Task goal: Set down, exactly as written, every line from the top of the records below to the line containing "pub type UrlResolver", both ends included, and no others.
------ Available data ------
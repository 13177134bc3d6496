//! HTTP range-request transport on top of the host `HttpClient`.

use crate::error::{PlaybackError, Result};
use crate::traits::{AudioTransport, FetchedChunk};
use async_trait::async_trait;
use bridge_traits::http::{HttpClient, HttpMethod, HttpRequest, HttpResponse};
use core_library::TrackId;
use core_runtime::logging::redact_url;
use std::sync::Arc;
use tracing::{debug, instrument, warn};

/// Maps a track to the URL its audio is served from.
pub type UrlResolver = Arc<dyn Fn(&TrackId) -> String + Send + Sync>;

/// [`AudioTransport`] that issues `Range` requests.
#[derive(Clone)]
pub struct HttpRangeTransport {
    client: Arc<dyn HttpClient>,
    resolve_url: UrlResolver,
}

impl HttpRangeTransport {
    pub fn new(client: Arc<dyn HttpClient>, resolve_url: UrlResolver) -> Self {
        Self {
            client,
            resolve_url,
        }
    }

    /// Convenience resolver: `{base}/{track_id}`.
    pub fn with_base_url(client: Arc<dyn HttpClient>, base_url: impl Into<String>) -> Self {
        let base = base_url.into().trim_end_matches('/').to_string();
        Self::new(
            client,
            Arc::new(move |track_id: &TrackId| format!("{}/{}", base, track_id)),
        )
    }
}

impl std::fmt::Debug for HttpRangeTransport {
    fn fmt(&self, f: &mut std::fmt::Formatter<'_>) -> std::fmt::Result {
        f.debug_struct("HttpRangeTransport").finish_non_exhaustive()
    }
}

#[async_trait]
impl AudioTransport for HttpRangeTransport {
    #[instrument(skip(self, track_id), fields(track_id = %track_id))]
    async fn fetch_range(
        &self,
        track_id: &TrackId,
        offset: u64,
        max_len: u64,
    ) -> Result<FetchedChunk> {
        if max_len == 0 {
            return Err(PlaybackError::InvalidRange(format!(
                "zero-length fetch at offset {}",
                offset
            )));
        }

        let url = (self.resolve_url)(track_id);
        let end = offset.saturating_add(max_len - 1);
        let request = HttpRequest::new(HttpMethod::Get, url.clone()).range(offset, end);

        let response = self.client.execute(request).await.map_err(|e| {
            warn!(url = %redact_url(&url), error = %e, "Range request failed");
            PlaybackError::StreamingFailed(e.to_string())
        })?;

        debug!(
            url = %redact_url(&url),
            status = response.status,
            bytes = response.body.len(),
            "Range response"
        );

        chunk_from_response(response, offset, max_len)
    }
}

fn chunk_from_response(response: HttpResponse, offset: u64, max_len: u64) -> Result<FetchedChunk> {
    match response.status {
        206 => {
            let (start, total) = response
                .header("content-range")
                .and_then(parse_content_range)
                .map(|range| (range.start, range.total))
                .unwrap_or((offset, None));
            if start != offset {
                return Err(PlaybackError::StreamingFailed(format!(
                    "server returned range starting at {} for request at {}",
                    start, offset
                )));
            }
            Ok(FetchedChunk::new(response.body, total))
        }
        200 => {
            // Server ignored the Range header and sent the whole body.
            let total = response.body.len() as u64;
            if offset >= total {
                return Ok(FetchedChunk::end(Some(total)));
            }
            let end = offset.saturating_add(max_len).min(total);
            Ok(FetchedChunk::new(
                response.body.slice(offset as usize..end as usize),
                Some(total),
            ))
        }
        416 => {
            let total = response
                .header("content-range")
                .and_then(parse_content_range)
                .and_then(|range| range.total);
            Ok(FetchedChunk::end(total))
        }
        404 | 410 => Err(PlaybackError::SourceUnavailable(format!(
            "HTTP {}",
            response.status
        ))),
        status => Err(PlaybackError::StreamingFailed(format!("HTTP {}", status))),
    }
}

#[derive(Debug, Clone, Copy, PartialEq, Eq)]
struct ContentRange {
    start: u64,
    total: Option<u64>,
}

/// Parse `bytes a-b/total`, `bytes a-b/*` or `bytes */total`.
fn parse_content_range(value: &str) -> Option<ContentRange> {
    let rest = value.trim().strip_prefix("bytes")?.trim_start();
    let (range, total) = rest.split_once('/')?;
    let total = match total.trim() {
        "*" => None,
        t => Some(t.parse().ok()?),
    };
    let start = match range.trim() {
        "*" => total.unwrap_or(0),
        r => r.split_once('-')?.0.trim().parse().ok()?,
    };
    Some(ContentRange { start, total })
}
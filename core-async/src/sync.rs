//! Synchronization primitives.
//!
//! Async-aware channels and locks come from `tokio::sync`. Cooperative
//! cancellation comes from `tokio_util::sync`: a parent token is cancelled on
//! teardown and every in-flight fetch holds a child token, so cancelling the
//! parent reaches all of them without bookkeeping.
//!
//! # Examples
//!
//! ```rust
//! use core_async::sync::{watch, CancellationToken};
//!
//! let (tx, rx) = watch::channel(0u32);
//! tx.send_replace(1);
//! assert_eq!(*rx.borrow(), 1);
//!
//! let parent = CancellationToken::new();
//! let child = parent.child_token();
//! parent.cancel();
//! assert!(child.is_cancelled());
//! ```

pub use tokio::sync::{
    broadcast, mpsc, oneshot, watch, Mutex, MutexGuard, Notify, RwLock, RwLockReadGuard,
    RwLockWriteGuard, Semaphore, SemaphorePermit,
};

pub use tokio_util::sync::{CancellationToken, DropGuard, WaitForCancellationFuture};
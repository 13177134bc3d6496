//! Reactive library queries.
//!
//! The playback service never writes to the library. It only observes
//! collections that re-emit whenever the underlying store changes, the same
//! way a UI would bind to a live query.

use crate::error::{LibraryError, Result};
use crate::models::{Track, TrackId};
use core_async::sync::watch;
use parking_lot::Mutex;
use std::collections::HashSet;
use std::sync::Arc;
use tracing::debug;

/// Immutable snapshot of a track collection.
pub type TrackList = Arc<[Track]>;

/// Read-only, re-emitting track collections.
///
/// Each call returns a fresh receiver whose current value is the latest
/// evaluation of the query; `changed()` resolves on every re-evaluation.
pub trait LibrarySource: Send + Sync {
    /// All favorited tracks.
    fn favorites(&self) -> watch::Receiver<TrackList>;

    /// All tracks, most recently added first.
    fn songs_by_recently_added(&self) -> watch::Receiver<TrackList>;
}

#[derive(Default)]
struct LibraryState {
    /// Insertion order, oldest first.
    tracks: Vec<Track>,
    favorites: HashSet<TrackId>,
}

impl LibraryState {
    fn recently_added(&self) -> TrackList {
        self.tracks.iter().rev().cloned().collect()
    }

    fn favorite_tracks(&self) -> TrackList {
        self.tracks
            .iter()
            .rev()
            .filter(|t| self.favorites.contains(t.id()))
            .cloned()
            .collect()
    }
}

/// In-process library used by hosts without a relational store and by tests.
pub struct InMemoryLibrary {
    state: Mutex<LibraryState>,
    favorites_tx: watch::Sender<TrackList>,
    recent_tx: watch::Sender<TrackList>,
}

impl InMemoryLibrary {
    pub fn new() -> Self {
        let empty: TrackList = Arc::from(Vec::new());
        let (favorites_tx, _) = watch::channel(empty.clone());
        let (recent_tx, _) = watch::channel(empty);
        Self {
            state: Mutex::new(LibraryState::default()),
            favorites_tx,
            recent_tx,
        }
    }

    /// Adds a track as the most recently added one.
    ///
    /// Re-adding an existing id replaces the stored track and moves it to
    /// the front.
    pub fn add_track(&self, track: Track) -> Result<()> {
        track.validate().map_err(|message| LibraryError::InvalidInput {
            field: "track".to_string(),
            message,
        })?;

        let mut state = self.state.lock();
        state.tracks.retain(|t| t.id() != track.id());
        debug!(track_id = %track.id(), "Track added to library");
        state.tracks.push(track);
        self.publish(&state);
        Ok(())
    }

    pub fn remove_track(&self, track_id: &TrackId) -> Result<()> {
        let mut state = self.state.lock();
        let before = state.tracks.len();
        state.tracks.retain(|t| t.id() != track_id);
        if state.tracks.len() == before {
            return Err(LibraryError::NotFound {
                entity_type: "Track".to_string(),
                id: track_id.to_string(),
            });
        }
        state.favorites.remove(track_id);
        self.publish(&state);
        Ok(())
    }

    pub fn set_favorite(&self, track_id: &TrackId, favorite: bool) -> Result<()> {
        let mut state = self.state.lock();
        if !state.tracks.iter().any(|t| t.id() == track_id) {
            return Err(LibraryError::NotFound {
                entity_type: "Track".to_string(),
                id: track_id.to_string(),
            });
        }
        let changed = if favorite {
            state.favorites.insert(track_id.clone())
        } else {
            state.favorites.remove(track_id)
        };
        if changed {
            self.publish(&state);
        }
        Ok(())
    }

    fn publish(&self, state: &LibraryState) {
        self.recent_tx.send_replace(state.recently_added());
        self.favorites_tx.send_replace(state.favorite_tracks());
    }
}

impl Default for InMemoryLibrary {
    fn default() -> Self {
        Self::new()
    }
}

impl LibrarySource for InMemoryLibrary {
    fn favorites(&self) -> watch::Receiver<TrackList> {
        self.favorites_tx.subscribe()
    }

    fn songs_by_recently_added(&self) -> watch::Receiver<TrackList> {
        self.recent_tx.subscribe()
    }
}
------
Task response:
repository 13177134bc3d6496
//! HTTP range-request transport on top of the host `HttpClient`.

use crate::error::{PlaybackError, Result};
use crate::traits::{AudioTransport, FetchedChunk};
use async_trait::async_trait;
use bridge_traits::http::{HttpClient, HttpMethod, HttpRequest, HttpResponse};
use core_library::TrackId;
use core_runtime::logging::redact_url;
use std::sync::Arc;
use tracing::{debug, instrument, warn};

/// Maps a track to the URL its audio is served from.
pub type UrlResolver = Arc<dyn Fn(&TrackId) -> String + Send + Sync>;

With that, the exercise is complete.